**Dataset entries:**
--------------------

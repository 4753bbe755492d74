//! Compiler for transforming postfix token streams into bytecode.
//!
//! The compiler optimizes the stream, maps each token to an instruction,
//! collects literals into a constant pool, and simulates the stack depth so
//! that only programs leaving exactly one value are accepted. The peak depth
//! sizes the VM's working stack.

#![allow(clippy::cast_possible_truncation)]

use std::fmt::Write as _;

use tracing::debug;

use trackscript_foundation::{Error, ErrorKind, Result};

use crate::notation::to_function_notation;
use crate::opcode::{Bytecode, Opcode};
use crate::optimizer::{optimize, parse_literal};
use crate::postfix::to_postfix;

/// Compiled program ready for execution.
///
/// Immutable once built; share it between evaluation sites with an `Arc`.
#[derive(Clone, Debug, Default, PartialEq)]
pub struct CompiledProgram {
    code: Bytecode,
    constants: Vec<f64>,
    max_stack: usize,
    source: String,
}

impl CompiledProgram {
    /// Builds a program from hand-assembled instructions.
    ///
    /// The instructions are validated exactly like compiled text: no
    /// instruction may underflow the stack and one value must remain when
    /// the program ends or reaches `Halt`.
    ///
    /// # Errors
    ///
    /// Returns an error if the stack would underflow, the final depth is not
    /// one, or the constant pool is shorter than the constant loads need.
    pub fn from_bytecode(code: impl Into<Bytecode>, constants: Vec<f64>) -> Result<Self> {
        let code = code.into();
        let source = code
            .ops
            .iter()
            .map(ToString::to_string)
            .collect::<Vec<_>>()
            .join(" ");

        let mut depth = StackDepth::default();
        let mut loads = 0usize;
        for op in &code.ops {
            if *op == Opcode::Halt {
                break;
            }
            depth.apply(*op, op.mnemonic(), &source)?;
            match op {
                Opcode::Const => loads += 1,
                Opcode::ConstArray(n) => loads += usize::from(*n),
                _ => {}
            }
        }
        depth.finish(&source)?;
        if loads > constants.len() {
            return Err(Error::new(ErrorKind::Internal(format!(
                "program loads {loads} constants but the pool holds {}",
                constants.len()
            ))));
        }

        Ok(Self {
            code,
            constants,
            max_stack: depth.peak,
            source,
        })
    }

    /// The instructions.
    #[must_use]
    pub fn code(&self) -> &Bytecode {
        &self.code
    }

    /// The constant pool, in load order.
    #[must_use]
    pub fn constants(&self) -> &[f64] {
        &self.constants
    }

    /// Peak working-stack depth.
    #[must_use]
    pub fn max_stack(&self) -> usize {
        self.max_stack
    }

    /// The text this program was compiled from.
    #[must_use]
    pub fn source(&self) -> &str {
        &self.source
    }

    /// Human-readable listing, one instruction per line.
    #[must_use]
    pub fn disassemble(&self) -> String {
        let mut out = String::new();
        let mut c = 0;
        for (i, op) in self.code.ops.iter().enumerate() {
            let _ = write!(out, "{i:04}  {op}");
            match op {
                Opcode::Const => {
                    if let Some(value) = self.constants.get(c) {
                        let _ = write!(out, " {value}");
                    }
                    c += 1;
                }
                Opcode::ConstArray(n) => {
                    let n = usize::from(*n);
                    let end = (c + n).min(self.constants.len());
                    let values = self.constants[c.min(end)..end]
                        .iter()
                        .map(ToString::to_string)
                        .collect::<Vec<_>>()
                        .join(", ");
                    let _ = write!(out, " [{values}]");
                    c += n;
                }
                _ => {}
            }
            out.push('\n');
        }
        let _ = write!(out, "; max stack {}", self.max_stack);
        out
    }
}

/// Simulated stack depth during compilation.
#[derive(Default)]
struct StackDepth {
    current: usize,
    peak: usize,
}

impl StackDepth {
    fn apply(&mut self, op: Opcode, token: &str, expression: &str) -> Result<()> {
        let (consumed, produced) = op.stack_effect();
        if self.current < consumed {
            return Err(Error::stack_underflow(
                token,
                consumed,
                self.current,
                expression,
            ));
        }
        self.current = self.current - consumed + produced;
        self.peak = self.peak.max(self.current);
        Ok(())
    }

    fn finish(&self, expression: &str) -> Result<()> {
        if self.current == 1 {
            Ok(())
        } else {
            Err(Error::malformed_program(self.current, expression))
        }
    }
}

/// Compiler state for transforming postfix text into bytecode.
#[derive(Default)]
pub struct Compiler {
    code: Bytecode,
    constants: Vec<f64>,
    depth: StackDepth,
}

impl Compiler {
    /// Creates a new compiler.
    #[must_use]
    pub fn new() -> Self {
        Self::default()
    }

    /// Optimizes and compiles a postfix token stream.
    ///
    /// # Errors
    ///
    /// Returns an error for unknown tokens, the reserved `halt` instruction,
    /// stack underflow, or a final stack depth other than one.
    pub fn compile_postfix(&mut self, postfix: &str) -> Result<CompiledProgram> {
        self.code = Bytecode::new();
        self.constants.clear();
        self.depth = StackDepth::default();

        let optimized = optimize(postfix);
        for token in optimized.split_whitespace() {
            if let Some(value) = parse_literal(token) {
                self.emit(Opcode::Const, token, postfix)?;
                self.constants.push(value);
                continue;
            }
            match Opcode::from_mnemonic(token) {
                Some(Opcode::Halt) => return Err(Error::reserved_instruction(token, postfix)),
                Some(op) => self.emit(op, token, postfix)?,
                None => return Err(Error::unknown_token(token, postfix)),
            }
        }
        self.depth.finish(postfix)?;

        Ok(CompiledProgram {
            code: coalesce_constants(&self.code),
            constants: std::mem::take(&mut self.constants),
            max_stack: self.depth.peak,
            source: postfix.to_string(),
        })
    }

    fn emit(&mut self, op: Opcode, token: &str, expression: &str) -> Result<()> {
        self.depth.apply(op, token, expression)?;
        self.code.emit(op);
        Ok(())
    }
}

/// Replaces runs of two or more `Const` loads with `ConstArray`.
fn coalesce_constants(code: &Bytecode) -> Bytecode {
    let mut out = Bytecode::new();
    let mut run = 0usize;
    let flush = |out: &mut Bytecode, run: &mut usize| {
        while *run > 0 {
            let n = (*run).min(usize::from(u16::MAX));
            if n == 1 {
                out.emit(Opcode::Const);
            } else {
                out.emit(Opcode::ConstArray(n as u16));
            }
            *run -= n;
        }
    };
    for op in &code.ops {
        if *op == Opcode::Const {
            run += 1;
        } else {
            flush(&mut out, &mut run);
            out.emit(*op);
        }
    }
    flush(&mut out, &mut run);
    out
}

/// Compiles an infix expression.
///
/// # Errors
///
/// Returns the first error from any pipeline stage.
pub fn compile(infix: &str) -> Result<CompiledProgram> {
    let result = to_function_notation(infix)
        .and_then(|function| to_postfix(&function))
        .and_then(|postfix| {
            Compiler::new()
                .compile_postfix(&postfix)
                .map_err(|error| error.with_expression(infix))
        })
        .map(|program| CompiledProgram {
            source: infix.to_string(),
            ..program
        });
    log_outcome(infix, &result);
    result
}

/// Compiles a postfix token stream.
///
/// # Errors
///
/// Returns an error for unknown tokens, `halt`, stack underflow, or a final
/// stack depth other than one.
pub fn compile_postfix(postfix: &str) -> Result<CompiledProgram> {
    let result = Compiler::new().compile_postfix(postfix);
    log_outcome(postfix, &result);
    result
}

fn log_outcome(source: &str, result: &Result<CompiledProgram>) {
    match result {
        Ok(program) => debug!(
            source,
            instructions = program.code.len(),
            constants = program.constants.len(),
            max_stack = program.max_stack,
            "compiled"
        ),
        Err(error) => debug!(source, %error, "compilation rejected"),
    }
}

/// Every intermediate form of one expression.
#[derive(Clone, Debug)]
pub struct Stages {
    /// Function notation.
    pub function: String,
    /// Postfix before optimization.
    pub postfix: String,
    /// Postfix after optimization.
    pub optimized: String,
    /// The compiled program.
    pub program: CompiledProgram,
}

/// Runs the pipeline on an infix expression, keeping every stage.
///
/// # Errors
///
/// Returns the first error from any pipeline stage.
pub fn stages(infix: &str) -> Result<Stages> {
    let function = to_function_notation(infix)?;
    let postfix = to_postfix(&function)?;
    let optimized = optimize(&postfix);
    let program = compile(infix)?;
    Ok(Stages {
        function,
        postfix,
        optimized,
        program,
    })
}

--------------------

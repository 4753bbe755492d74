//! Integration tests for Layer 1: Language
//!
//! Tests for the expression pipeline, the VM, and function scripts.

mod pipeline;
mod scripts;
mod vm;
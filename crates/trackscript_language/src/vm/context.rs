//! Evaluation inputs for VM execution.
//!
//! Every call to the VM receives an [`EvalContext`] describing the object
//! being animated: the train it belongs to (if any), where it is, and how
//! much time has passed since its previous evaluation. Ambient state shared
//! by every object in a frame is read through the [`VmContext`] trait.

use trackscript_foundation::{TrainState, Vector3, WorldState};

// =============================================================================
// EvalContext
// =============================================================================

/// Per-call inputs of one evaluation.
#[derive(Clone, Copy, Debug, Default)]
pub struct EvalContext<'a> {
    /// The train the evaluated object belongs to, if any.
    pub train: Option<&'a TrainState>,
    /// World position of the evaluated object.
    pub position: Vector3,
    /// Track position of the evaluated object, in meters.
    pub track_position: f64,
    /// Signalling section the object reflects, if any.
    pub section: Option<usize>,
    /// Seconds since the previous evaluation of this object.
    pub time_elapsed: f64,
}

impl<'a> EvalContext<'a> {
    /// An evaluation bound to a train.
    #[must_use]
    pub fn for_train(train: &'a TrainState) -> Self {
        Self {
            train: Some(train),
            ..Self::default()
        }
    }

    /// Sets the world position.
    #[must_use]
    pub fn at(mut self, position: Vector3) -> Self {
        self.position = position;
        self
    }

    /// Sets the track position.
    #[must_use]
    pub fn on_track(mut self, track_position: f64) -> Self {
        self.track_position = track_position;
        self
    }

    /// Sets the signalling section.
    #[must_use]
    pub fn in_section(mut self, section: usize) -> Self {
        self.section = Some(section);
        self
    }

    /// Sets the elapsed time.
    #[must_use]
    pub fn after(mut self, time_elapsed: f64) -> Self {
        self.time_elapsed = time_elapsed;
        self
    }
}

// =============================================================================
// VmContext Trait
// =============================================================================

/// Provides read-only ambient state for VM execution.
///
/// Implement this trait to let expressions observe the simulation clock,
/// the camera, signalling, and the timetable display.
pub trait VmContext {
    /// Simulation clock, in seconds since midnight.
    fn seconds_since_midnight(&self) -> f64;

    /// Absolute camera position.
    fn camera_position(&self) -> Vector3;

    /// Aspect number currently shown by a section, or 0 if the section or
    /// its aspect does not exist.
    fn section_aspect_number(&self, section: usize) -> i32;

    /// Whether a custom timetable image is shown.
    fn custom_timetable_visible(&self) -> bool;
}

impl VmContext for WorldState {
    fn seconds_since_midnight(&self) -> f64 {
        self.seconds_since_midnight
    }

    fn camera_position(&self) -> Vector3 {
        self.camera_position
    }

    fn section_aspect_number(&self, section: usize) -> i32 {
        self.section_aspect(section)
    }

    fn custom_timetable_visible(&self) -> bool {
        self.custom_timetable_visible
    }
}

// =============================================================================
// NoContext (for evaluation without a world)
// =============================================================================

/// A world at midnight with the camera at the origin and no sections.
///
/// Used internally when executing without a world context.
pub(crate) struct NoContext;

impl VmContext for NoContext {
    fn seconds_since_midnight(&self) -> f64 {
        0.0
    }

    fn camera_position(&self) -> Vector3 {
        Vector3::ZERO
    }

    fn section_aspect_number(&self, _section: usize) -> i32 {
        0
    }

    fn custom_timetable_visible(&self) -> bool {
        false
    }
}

--------------------

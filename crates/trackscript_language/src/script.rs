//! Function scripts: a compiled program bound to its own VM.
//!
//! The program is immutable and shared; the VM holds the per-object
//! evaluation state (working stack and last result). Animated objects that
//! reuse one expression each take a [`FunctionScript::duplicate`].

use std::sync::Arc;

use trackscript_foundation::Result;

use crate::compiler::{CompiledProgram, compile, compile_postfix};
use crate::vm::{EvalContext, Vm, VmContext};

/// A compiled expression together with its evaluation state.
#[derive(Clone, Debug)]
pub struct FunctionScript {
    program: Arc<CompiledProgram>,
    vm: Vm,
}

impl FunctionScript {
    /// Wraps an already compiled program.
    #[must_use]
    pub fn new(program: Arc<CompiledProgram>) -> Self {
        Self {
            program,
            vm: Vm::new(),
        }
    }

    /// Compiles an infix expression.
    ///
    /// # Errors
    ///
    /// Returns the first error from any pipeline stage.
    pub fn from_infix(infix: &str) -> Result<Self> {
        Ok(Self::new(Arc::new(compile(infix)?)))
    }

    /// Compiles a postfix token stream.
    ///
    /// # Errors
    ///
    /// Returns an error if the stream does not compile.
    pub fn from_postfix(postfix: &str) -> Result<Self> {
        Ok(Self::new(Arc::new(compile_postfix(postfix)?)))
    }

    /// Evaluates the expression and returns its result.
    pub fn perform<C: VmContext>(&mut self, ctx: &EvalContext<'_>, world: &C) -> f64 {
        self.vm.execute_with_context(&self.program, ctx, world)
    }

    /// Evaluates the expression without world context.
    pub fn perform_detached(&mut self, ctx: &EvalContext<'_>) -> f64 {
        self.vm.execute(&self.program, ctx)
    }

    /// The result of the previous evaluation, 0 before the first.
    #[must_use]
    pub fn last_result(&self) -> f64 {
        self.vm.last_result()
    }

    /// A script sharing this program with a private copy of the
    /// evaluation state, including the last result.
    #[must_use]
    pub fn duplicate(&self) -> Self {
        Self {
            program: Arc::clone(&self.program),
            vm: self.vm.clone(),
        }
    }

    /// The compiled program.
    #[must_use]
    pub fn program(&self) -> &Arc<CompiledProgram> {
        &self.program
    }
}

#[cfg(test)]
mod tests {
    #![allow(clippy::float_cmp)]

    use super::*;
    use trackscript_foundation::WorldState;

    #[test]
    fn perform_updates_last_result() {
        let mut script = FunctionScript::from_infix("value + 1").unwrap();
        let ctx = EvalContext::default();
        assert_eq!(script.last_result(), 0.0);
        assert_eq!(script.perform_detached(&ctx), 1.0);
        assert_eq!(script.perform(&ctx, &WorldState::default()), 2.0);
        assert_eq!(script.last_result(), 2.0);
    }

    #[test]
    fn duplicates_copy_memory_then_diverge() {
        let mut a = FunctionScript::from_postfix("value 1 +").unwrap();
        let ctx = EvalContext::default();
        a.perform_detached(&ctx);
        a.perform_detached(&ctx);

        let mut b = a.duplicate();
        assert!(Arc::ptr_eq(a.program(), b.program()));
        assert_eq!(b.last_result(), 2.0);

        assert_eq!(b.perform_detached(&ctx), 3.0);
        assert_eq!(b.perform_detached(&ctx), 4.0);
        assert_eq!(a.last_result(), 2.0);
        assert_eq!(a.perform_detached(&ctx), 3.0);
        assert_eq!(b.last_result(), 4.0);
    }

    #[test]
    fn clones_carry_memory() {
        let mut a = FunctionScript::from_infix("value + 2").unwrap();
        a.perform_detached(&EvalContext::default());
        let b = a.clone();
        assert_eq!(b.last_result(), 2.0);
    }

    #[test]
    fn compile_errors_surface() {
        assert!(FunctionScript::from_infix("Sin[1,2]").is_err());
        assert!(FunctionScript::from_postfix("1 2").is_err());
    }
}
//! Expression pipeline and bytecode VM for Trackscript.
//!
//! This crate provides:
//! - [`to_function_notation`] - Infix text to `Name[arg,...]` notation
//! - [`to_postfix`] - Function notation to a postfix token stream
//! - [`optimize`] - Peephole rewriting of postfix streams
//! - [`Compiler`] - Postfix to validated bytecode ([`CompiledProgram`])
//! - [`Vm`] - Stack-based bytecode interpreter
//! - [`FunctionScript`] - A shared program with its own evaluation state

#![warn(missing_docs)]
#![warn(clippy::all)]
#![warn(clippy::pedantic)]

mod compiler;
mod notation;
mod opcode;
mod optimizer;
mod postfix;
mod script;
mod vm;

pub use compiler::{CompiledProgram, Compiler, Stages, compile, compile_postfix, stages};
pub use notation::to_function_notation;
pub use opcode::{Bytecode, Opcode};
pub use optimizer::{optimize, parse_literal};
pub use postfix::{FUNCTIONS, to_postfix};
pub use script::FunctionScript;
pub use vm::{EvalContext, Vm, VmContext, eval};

--------------------

**TASK ITEM:**
Given the records above, restate word for word only the lines starting at the one with "Opcode::ConstArray(n) => loads" and ending at the one with "Peak working-stack depth.".

**YOUR SOLUTION:**
                Opcode::ConstArray(n) => loads += usize::from(*n),
                _ => {}
            }
        }
        depth.finish(&source)?;
        if loads > constants.len() {
            return Err(Error::new(ErrorKind::Internal(format!(
                "program loads {loads} constants but the pool holds {}",
                constants.len()
            ))));
        }

        Ok(Self {
            code,
            constants,
            max_stack: depth.peak,
            source,
        })
    }

    /// The instructions.
    #[must_use]
    pub fn code(&self) -> &Bytecode {
        &self.code
    }

    /// The constant pool, in load order.
    #[must_use]
    pub fn constants(&self) -> &[f64] {
        &self.constants
    }

    /// Peak working-stack depth.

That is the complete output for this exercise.